- TASK TO COMPLETE
When a line of the records below contains the string "denied", copy that whole line.

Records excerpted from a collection
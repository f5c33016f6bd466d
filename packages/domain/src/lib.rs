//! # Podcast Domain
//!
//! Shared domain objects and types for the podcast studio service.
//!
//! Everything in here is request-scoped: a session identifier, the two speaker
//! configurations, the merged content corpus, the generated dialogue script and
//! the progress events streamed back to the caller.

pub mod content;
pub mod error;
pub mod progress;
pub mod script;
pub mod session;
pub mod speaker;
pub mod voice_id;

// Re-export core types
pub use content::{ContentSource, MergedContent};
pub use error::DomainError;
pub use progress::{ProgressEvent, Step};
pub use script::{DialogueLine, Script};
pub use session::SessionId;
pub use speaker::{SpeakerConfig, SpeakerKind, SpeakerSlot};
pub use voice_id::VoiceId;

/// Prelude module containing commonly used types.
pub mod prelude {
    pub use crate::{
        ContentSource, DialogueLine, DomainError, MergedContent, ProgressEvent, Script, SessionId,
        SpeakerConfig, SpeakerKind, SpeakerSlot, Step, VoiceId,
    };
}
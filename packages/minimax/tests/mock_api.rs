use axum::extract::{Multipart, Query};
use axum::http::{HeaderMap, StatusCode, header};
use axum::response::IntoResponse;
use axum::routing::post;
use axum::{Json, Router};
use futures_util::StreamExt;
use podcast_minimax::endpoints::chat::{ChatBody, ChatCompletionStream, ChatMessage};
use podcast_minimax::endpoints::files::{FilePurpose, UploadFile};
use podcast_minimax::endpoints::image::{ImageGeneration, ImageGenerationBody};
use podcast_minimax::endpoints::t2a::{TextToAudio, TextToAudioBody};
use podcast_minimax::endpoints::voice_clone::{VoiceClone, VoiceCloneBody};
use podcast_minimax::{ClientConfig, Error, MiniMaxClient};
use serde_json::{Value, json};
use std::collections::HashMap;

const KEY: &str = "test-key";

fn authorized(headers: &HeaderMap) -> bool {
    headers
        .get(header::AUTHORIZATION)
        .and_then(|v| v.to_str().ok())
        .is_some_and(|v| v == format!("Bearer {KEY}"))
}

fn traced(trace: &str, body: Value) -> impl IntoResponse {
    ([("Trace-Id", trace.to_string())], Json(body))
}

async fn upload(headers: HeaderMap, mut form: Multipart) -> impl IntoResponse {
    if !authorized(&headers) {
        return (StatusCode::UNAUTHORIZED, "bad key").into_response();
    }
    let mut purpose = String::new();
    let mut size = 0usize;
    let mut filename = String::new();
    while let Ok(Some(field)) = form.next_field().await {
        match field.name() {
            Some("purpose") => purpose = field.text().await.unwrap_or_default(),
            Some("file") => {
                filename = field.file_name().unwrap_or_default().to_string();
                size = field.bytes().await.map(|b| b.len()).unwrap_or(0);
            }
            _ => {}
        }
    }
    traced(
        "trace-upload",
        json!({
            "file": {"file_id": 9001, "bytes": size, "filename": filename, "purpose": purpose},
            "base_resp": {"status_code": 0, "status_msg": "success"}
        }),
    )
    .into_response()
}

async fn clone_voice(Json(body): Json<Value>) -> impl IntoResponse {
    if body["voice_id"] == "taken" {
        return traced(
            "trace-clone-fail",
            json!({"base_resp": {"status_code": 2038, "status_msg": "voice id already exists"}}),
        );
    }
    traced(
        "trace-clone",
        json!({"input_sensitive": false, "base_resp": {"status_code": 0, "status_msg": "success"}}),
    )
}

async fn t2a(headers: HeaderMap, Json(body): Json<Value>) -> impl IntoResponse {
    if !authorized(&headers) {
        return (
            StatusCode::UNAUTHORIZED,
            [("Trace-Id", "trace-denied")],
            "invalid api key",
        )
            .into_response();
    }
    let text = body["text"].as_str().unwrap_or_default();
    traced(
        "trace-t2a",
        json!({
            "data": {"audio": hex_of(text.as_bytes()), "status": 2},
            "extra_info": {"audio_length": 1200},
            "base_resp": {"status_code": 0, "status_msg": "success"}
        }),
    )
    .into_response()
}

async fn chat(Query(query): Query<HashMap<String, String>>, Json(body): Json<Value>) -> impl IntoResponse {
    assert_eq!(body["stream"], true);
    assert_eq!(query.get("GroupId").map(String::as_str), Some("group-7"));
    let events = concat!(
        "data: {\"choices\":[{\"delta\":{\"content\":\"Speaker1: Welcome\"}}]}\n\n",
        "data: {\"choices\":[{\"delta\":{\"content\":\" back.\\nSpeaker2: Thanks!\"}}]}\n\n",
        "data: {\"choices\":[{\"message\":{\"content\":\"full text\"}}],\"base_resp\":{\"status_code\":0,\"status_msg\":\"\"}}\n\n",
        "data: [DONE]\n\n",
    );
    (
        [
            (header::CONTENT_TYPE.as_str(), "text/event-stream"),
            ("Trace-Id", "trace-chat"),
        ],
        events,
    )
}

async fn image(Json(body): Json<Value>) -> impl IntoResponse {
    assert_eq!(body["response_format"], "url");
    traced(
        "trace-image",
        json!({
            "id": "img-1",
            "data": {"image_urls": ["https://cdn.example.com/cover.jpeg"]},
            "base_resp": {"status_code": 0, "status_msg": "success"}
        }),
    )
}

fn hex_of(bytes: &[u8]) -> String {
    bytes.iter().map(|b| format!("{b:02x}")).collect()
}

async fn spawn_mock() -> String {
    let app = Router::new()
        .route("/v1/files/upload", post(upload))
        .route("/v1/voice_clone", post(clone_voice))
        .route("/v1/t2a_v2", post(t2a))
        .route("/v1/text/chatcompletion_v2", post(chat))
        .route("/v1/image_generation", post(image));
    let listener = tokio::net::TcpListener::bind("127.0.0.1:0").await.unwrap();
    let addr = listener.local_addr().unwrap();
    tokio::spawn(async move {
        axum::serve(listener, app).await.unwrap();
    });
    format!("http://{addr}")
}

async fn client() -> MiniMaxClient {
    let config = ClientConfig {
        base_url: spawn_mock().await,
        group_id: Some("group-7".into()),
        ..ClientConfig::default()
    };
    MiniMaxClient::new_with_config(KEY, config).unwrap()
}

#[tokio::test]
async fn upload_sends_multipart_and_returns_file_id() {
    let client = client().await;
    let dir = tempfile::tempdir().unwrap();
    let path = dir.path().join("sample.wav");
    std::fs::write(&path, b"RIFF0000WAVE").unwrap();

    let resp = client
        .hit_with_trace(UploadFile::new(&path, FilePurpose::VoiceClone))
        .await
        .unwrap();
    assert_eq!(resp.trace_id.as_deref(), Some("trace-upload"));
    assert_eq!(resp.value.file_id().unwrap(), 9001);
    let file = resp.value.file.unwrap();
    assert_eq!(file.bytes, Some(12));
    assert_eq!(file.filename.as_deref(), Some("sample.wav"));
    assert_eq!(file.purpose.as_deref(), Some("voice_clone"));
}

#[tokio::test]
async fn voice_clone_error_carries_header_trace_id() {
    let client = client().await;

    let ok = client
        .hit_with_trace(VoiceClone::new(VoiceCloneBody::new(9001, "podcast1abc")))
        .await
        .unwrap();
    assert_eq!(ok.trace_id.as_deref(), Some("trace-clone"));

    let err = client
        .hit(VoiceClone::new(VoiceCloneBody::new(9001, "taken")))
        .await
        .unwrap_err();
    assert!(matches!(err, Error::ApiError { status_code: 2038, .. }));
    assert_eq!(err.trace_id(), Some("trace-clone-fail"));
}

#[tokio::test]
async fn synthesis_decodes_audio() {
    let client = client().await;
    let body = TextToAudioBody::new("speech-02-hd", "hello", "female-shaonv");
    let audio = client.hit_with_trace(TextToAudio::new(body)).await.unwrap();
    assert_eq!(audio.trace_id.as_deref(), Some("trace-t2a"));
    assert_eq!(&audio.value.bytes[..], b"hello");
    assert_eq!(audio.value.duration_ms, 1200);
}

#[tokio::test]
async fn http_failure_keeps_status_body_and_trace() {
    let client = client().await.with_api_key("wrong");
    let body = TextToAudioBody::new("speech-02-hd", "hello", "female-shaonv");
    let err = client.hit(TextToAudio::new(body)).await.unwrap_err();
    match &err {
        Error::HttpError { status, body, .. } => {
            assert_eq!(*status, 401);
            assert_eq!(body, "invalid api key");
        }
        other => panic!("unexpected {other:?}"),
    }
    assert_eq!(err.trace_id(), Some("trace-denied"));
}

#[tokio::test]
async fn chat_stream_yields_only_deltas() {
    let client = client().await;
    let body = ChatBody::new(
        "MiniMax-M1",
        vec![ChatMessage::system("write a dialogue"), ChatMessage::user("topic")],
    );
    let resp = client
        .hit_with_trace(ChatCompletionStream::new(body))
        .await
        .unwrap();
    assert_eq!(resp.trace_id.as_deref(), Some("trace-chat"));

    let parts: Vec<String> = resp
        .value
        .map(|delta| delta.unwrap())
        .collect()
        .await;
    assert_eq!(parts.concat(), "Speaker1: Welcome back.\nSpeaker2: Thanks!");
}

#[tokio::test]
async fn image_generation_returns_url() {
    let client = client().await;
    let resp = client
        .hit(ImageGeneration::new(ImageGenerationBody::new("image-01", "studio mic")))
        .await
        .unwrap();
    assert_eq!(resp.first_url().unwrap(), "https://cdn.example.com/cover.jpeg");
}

---

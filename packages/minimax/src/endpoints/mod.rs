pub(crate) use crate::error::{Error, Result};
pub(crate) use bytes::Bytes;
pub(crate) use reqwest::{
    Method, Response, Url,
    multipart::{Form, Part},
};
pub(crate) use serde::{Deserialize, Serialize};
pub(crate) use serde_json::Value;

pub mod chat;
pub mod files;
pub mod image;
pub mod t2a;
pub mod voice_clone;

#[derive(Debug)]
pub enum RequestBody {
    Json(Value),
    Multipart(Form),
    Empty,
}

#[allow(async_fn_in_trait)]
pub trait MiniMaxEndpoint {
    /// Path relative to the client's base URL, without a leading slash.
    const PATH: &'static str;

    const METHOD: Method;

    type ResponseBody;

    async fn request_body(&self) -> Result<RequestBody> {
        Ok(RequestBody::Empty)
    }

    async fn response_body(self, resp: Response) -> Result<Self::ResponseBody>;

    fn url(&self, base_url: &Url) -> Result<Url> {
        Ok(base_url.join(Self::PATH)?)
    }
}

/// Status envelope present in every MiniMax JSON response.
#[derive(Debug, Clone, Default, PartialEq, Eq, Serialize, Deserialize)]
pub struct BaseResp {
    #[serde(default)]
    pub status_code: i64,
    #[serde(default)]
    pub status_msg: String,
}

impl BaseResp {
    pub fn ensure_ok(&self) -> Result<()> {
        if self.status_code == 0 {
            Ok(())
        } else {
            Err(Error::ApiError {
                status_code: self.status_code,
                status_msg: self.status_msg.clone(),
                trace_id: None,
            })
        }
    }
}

...

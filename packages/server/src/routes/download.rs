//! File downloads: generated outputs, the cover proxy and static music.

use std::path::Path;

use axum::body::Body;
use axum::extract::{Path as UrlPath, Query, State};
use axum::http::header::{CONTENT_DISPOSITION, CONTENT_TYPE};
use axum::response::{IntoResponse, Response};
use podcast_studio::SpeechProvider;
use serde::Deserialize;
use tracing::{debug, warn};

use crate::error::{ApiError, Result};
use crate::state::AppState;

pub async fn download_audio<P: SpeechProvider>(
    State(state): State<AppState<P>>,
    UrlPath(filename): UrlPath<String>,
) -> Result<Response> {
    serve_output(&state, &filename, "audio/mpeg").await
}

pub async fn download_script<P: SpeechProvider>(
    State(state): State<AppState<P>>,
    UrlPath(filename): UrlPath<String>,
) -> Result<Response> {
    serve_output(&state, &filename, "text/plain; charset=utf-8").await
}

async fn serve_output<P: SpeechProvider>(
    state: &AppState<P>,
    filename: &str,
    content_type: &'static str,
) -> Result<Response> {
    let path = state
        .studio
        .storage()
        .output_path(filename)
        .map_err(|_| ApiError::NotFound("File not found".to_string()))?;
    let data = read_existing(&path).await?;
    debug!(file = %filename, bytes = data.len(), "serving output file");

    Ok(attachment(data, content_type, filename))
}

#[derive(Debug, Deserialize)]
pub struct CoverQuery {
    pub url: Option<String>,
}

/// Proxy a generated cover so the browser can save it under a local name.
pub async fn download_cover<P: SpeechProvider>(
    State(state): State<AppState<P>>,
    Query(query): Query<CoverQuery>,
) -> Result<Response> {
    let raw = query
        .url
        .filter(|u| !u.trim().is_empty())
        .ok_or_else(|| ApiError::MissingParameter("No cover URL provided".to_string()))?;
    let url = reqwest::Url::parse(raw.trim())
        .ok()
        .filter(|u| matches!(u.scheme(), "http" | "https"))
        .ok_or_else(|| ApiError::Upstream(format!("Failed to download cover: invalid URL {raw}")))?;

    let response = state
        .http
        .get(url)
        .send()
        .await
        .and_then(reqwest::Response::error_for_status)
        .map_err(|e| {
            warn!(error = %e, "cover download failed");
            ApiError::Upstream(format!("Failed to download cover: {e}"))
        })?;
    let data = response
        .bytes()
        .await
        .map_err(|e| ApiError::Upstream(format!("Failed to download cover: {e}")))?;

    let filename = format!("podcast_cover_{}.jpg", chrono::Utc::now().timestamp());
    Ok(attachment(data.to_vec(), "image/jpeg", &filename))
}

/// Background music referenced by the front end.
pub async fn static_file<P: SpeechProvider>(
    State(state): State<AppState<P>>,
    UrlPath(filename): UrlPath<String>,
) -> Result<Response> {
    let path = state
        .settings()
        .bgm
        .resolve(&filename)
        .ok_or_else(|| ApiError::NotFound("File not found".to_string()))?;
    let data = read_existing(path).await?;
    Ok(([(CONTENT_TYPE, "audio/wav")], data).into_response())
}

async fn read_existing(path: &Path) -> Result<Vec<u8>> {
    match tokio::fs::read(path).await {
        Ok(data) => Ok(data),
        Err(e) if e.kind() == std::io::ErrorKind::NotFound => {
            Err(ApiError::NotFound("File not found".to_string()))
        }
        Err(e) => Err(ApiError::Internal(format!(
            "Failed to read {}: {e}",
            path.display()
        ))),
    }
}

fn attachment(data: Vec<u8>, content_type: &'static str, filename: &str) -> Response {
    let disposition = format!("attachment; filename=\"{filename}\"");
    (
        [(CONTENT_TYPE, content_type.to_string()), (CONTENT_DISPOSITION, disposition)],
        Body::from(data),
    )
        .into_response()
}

- SOLUTION TO THE EXERCISE
            [("Trace-Id", "trace-denied")],
    assert_eq!(err.trace_id(), Some("trace-denied"));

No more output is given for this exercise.